Stored data entries:
*** Block opens ***

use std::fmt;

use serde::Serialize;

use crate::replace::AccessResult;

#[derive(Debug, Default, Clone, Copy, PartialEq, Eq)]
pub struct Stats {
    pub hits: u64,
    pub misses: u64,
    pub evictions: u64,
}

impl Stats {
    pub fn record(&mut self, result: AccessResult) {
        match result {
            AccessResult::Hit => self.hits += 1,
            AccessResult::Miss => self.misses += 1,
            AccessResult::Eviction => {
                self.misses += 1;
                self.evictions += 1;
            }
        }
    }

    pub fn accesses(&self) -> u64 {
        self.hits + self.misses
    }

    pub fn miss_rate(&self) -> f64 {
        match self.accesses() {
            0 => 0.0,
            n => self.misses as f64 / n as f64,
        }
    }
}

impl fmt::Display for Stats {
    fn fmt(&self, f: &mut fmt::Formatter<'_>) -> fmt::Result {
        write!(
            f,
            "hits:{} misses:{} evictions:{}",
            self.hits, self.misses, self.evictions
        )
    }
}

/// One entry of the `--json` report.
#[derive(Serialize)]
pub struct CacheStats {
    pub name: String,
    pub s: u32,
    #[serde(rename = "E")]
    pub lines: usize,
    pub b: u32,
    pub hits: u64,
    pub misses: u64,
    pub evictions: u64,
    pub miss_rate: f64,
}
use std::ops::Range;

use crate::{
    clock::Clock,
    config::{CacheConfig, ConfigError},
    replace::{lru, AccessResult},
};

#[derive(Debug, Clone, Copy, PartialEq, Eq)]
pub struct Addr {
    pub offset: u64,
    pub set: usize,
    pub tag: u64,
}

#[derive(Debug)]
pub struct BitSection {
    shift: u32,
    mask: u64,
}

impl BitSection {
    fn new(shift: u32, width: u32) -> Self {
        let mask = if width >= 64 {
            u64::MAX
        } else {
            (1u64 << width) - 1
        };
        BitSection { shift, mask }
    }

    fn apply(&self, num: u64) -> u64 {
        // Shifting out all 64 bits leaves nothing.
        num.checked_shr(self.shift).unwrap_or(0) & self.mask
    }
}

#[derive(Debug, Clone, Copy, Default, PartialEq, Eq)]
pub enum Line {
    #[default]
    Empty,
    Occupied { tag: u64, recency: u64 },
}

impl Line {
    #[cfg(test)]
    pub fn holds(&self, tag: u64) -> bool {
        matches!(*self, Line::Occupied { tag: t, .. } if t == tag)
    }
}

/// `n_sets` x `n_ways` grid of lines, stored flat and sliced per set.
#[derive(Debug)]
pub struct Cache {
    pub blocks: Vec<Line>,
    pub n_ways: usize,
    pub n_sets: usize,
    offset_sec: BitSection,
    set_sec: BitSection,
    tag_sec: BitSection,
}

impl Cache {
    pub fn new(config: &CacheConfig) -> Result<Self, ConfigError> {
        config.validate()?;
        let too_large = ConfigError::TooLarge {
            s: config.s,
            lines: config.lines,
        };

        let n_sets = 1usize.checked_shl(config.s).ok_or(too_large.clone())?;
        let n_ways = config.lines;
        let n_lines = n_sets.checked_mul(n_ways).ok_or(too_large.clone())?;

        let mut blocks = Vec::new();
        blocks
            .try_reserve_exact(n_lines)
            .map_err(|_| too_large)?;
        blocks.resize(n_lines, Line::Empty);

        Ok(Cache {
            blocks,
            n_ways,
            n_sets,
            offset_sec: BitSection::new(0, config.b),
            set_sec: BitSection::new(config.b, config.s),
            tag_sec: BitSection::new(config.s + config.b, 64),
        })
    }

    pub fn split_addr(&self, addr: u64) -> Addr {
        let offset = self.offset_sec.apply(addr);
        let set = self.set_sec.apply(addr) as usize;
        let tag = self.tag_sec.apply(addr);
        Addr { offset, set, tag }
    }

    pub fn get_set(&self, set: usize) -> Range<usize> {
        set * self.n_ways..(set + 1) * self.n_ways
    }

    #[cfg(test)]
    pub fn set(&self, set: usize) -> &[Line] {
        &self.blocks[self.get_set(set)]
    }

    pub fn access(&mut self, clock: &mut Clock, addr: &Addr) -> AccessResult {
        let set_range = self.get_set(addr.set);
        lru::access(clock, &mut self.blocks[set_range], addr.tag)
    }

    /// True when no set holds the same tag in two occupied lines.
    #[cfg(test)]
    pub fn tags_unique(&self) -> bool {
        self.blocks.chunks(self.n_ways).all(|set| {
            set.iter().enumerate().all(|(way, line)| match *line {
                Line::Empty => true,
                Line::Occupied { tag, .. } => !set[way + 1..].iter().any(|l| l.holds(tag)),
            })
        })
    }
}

*** Block closes ***
*** Block opens ***

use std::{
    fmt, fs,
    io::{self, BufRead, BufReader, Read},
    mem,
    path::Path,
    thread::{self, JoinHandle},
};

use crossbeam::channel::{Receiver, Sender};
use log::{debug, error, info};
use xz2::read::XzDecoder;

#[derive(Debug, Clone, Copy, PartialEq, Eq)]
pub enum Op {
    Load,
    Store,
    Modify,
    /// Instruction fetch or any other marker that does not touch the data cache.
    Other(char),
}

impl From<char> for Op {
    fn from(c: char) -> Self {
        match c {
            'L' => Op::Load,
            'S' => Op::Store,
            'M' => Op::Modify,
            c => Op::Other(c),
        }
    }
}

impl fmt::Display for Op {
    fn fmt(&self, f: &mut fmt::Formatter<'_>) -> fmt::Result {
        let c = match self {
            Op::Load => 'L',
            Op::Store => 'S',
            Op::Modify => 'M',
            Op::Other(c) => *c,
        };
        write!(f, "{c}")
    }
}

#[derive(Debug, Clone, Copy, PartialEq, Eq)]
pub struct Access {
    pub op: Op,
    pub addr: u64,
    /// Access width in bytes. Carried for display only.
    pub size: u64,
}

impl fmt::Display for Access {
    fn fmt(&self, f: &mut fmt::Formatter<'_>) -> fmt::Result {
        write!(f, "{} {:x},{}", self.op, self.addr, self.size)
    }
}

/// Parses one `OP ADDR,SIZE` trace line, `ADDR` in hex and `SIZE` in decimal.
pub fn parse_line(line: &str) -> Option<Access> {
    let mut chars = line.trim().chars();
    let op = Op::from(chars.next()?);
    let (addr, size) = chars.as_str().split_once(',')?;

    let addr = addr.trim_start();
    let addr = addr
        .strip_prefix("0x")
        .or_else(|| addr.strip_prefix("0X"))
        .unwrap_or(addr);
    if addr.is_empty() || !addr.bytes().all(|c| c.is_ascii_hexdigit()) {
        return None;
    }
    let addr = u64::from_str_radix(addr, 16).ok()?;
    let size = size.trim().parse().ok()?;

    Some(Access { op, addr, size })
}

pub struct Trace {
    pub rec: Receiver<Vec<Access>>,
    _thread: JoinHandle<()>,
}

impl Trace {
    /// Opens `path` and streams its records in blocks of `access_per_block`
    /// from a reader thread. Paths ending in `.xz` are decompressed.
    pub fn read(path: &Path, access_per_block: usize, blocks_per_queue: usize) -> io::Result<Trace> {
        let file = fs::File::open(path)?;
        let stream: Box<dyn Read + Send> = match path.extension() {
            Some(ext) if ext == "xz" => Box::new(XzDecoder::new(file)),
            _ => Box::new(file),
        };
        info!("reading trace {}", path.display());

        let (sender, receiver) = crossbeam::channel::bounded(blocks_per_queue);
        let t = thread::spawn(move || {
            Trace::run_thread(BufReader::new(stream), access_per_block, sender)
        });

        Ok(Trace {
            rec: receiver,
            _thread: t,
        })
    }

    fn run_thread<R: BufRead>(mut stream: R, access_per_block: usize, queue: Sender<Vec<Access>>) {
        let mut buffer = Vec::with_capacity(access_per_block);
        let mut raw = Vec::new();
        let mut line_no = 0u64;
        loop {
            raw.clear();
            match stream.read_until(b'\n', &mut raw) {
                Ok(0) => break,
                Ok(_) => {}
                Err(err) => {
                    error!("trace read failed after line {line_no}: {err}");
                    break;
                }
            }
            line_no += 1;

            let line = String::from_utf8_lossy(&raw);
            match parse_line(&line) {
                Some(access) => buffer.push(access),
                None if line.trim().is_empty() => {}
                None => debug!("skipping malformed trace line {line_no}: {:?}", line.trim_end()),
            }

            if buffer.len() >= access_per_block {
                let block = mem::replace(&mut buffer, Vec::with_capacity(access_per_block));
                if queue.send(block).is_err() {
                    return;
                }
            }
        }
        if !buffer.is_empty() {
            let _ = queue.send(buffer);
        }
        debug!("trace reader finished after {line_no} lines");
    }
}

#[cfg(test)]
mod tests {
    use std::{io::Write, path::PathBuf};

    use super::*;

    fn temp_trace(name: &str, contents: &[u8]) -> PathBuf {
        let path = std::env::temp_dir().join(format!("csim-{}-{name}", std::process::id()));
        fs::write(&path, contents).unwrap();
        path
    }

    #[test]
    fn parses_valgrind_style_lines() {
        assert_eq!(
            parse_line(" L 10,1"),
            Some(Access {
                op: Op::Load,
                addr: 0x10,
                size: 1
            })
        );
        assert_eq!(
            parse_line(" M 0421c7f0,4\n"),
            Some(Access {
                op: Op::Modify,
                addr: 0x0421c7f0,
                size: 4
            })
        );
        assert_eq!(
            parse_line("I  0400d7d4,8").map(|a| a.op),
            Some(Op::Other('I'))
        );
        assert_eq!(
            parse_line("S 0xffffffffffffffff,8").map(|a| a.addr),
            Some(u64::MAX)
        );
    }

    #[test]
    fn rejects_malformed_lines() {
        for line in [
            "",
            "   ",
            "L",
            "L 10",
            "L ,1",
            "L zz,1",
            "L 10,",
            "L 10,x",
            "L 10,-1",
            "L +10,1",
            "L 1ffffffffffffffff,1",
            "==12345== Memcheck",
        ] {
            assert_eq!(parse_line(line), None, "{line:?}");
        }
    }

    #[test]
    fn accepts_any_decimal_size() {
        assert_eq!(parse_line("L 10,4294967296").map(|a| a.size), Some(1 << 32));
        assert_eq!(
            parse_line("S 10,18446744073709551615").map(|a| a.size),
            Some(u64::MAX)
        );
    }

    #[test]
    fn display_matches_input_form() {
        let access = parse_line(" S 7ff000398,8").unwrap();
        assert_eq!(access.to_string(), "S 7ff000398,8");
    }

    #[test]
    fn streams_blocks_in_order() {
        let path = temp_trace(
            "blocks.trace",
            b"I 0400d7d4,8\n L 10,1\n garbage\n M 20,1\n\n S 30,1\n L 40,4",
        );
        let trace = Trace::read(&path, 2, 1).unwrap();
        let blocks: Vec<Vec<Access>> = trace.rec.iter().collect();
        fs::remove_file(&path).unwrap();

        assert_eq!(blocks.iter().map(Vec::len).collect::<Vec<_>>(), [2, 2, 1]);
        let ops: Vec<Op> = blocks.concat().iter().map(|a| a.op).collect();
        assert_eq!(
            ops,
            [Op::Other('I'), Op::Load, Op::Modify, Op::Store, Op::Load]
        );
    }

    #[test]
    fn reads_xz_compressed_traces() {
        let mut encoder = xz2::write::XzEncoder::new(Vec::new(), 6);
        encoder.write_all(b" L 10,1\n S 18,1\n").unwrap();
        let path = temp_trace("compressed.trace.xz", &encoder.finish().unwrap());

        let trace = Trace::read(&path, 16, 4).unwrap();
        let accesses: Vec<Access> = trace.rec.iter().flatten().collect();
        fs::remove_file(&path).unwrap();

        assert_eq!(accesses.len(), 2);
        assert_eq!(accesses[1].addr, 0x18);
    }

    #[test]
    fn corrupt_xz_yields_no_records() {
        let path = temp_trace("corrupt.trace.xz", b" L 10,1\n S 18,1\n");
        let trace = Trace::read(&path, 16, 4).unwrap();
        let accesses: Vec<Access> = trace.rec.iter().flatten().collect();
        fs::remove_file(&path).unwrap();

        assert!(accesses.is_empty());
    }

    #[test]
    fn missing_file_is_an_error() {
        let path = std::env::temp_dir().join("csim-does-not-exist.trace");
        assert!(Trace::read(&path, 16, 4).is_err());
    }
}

*** Block closes ***
*** Block opens ***

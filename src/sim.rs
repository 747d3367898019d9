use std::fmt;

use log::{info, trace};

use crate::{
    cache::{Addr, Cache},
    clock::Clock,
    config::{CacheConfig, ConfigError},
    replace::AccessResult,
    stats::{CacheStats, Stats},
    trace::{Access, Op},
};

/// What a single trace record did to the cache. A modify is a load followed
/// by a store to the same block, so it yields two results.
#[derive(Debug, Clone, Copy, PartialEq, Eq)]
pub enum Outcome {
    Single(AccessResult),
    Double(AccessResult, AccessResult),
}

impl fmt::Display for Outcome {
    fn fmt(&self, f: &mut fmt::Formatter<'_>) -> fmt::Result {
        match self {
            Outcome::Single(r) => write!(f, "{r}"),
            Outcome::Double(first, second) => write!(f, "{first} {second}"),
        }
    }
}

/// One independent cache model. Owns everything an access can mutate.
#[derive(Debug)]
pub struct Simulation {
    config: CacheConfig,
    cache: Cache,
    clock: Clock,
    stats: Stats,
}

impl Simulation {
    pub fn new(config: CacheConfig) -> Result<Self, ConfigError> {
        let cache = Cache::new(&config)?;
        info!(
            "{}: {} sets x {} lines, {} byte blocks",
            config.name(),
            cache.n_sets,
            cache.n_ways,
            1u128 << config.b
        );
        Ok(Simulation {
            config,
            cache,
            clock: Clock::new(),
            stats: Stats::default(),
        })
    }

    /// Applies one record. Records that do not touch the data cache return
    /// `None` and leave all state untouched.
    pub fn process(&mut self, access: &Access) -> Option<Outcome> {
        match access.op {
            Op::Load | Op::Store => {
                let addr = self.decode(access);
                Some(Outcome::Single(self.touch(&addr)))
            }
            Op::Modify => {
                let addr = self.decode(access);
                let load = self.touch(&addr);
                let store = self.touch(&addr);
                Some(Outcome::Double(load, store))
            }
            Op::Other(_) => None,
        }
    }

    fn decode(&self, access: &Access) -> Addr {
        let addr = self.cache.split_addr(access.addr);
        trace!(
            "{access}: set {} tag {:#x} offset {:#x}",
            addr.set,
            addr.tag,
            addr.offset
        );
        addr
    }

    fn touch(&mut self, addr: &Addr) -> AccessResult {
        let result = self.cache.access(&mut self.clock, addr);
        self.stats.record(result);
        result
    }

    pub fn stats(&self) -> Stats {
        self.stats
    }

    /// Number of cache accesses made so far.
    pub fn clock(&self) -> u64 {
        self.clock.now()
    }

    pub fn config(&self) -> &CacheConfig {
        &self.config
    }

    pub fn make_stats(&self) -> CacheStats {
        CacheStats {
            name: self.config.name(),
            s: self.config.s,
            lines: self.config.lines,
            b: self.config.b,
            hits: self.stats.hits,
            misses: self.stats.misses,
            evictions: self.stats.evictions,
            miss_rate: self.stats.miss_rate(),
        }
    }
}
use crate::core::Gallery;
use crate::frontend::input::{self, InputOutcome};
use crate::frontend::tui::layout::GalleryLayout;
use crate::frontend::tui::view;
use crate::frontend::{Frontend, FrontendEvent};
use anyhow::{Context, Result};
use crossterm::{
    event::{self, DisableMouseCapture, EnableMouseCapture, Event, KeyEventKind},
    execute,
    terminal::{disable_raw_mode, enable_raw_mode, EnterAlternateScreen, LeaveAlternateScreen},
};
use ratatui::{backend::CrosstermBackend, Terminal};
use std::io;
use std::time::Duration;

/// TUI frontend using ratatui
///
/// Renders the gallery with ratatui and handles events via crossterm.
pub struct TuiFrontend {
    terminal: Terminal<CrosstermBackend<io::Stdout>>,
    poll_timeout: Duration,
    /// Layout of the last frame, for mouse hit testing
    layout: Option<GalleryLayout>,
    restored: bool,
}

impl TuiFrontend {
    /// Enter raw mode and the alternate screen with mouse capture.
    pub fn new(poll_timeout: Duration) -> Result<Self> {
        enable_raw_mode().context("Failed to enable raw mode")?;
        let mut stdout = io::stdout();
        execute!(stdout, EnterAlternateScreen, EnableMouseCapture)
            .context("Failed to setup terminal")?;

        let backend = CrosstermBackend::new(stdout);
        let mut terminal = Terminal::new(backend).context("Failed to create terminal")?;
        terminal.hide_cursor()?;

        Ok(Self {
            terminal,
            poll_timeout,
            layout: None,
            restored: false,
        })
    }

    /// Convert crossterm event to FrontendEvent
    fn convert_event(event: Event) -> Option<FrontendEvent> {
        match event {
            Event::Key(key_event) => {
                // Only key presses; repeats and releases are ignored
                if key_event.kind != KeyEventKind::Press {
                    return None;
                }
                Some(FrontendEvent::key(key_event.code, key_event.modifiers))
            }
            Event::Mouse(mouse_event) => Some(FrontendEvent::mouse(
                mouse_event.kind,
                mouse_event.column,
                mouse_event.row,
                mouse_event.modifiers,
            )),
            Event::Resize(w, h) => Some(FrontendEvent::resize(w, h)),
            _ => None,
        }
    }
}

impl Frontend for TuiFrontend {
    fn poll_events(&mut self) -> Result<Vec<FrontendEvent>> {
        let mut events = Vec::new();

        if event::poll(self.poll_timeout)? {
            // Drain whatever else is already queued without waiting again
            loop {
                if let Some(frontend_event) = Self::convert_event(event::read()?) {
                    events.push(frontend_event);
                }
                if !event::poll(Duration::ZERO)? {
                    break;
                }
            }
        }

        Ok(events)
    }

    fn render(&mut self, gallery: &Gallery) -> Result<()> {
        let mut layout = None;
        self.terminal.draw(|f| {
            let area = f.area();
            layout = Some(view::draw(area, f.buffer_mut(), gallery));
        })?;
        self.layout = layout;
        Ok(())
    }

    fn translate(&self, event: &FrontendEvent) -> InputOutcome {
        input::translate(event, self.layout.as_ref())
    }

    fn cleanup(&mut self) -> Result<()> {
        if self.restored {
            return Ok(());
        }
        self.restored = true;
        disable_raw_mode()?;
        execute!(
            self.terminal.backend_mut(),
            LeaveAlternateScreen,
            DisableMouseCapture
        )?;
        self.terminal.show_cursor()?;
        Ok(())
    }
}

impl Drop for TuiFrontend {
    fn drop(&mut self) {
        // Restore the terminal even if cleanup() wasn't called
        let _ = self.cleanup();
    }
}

*** Block closes ***

## EXERCISE DESCRIPTION
Show each line in the data where the string "that" appears.

## RESULT OF THIS TASK
    /// Instruction fetch or any other marker that does not touch the data cache.
    /// Applies one record. Records that do not touch the data cache return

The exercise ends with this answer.